Çocuklar için ise farklı bir yaklaşım gerekir. Travmayı tüm ayrıntılarıyla hatırlatmak doğru değildir.Ancak hiçbir şey olmamış gibi davranmak da çocukların duygusal ihtiyaçlarını görmezden gelmek anlamına gelir. Okullarda yaşanan olay yumuşak bir dille ifade edilebilir. "Bu hafta hepimizi üzen bir olay yaşandı." Ardından çocuklara duygularını ifade edebilmeleri için alan açılmalıdır. Resim çizmek, yazı yazmak, konuşmak gibi yöntemler çocukların içsel yüklerini hafifletir. Ayrıca onlara, travmadan etkilenen ailelere nasıl destek olunacağına dair küçük bilgiler verilebilir. Böylece hem empati hem dayanışma duygusu güçlenir.

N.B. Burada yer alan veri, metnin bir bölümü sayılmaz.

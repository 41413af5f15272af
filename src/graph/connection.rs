use super::{NodeId, PortId};
use std::fmt;

/// Identifier of a connection, unique within its graph.
#[derive(Debug, Clone, Copy, PartialEq, Eq, Hash, PartialOrd, Ord)]
pub struct ConnectionId(pub u32);

impl fmt::Display for ConnectionId {
    fn fmt(&self, f: &mut fmt::Formatter<'_>) -> fmt::Result {
        write!(f, "{}", self.0)
    }
}

/// One end of a connection.
#[derive(Debug, Clone, Copy, PartialEq, Eq, Hash)]
pub struct PortRef {
    pub node: NodeId,
    pub port: PortId,
}

/// A directed edge from an output port to an input port.
#[derive(Debug, Clone, PartialEq)]
pub struct Connection {
    pub id: ConnectionId,
    pub from: PortRef,
    pub to: PortRef,
    /// `true` when the edge sequences execution rather than carrying a value.
    pub is_control: bool,
}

Ve tüm bu çabanın sonunda geriye şu gerçek kalır: Acılar her daim yaşanacaktır. Kimimiz buna hayatın akışı, kimimiz kader deriz. Dünya döndükçe acılar mutlaka olacaktır.Her zaman asıl mühim olan bu acıları birlikte karşılayıp birlikte yönetebilmektir. Travmayı yaşayanların yanında durmak, sırt dönmemek, iyileşme yolculuğunu ortaklaştırmak esastır. Çünkü acı kaçınılmazsa, iyileşmek de birlikte mümkün olmalıdır.